Start of DATA UNDER STUDY
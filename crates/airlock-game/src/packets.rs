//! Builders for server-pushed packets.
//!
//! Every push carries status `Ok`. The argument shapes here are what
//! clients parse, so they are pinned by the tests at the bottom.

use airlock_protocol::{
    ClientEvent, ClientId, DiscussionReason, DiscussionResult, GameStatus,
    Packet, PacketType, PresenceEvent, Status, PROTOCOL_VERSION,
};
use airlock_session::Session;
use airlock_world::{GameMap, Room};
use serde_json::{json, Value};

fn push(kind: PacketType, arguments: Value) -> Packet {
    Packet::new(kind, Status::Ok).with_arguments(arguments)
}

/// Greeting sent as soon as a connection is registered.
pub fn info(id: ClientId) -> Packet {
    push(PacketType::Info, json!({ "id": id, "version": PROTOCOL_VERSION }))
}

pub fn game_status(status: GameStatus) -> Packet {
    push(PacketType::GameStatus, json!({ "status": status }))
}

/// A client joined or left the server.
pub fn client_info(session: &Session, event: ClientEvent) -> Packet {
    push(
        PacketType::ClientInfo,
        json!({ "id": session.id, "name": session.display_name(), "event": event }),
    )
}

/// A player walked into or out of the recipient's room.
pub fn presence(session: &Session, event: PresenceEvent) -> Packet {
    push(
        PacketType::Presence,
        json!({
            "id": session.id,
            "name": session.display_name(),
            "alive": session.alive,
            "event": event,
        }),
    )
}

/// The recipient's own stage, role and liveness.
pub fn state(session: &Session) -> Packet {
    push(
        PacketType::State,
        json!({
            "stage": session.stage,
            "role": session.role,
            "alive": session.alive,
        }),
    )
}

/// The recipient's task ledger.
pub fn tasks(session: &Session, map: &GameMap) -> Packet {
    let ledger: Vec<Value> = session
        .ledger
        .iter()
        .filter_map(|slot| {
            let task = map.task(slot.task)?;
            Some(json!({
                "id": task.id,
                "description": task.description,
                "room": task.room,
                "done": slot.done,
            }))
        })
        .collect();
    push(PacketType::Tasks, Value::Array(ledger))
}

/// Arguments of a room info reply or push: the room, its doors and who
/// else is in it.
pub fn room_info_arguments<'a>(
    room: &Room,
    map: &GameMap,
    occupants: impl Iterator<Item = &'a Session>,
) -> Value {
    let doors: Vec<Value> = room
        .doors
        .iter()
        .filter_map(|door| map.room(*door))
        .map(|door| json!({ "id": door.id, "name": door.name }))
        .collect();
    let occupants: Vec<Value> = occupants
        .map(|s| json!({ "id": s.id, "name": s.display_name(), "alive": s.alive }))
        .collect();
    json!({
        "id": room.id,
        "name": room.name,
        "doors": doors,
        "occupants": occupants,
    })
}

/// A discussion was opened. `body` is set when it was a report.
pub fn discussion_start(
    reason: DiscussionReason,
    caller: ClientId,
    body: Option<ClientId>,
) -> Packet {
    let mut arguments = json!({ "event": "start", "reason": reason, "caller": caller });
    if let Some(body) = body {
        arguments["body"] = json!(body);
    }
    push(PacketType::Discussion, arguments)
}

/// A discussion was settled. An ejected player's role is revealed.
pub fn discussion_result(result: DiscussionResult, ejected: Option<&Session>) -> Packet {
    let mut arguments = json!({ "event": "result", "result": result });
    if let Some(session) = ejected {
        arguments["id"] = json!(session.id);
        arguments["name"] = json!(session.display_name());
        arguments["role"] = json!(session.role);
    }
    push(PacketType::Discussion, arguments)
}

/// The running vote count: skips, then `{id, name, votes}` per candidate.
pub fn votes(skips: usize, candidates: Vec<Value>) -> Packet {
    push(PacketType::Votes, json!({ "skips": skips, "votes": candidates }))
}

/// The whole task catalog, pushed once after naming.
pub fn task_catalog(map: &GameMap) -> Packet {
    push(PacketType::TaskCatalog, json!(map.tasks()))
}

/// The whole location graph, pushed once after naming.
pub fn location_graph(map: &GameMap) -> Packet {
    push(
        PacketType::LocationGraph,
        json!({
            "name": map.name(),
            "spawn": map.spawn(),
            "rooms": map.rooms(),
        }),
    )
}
End of DATA UNDER STUDY
Once you find the line containing "role and liveness.", stop: reproduce exactly that line and every line of the data before it, and nothing else.

filename crates/airlock-game/src/packets.rs
//! Builders for server-pushed packets.
//!
//! Every push carries status `Ok`. The argument shapes here are what
//! clients parse, so they are pinned by the tests at the bottom.

use airlock_protocol::{
    ClientEvent, ClientId, DiscussionReason, DiscussionResult, GameStatus,
    Packet, PacketType, PresenceEvent, Status, PROTOCOL_VERSION,
};
use airlock_session::Session;
use airlock_world::{GameMap, Room};
use serde_json::{json, Value};

fn push(kind: PacketType, arguments: Value) -> Packet {
    Packet::new(kind, Status::Ok).with_arguments(arguments)
}

/// Greeting sent as soon as a connection is registered.
pub fn info(id: ClientId) -> Packet {
    push(PacketType::Info, json!({ "id": id, "version": PROTOCOL_VERSION }))
}

pub fn game_status(status: GameStatus) -> Packet {
    push(PacketType::GameStatus, json!({ "status": status }))
}

/// A client joined or left the server.
pub fn client_info(session: &Session, event: ClientEvent) -> Packet {
    push(
        PacketType::ClientInfo,
        json!({ "id": session.id, "name": session.display_name(), "event": event }),
    )
}

/// A player walked into or out of the recipient's room.
pub fn presence(session: &Session, event: PresenceEvent) -> Packet {
    push(
        PacketType::Presence,
        json!({
            "id": session.id,
            "name": session.display_name(),
            "alive": session.alive,
            "event": event,
        }),
    )
}

/// The recipient's own stage, role and liveness.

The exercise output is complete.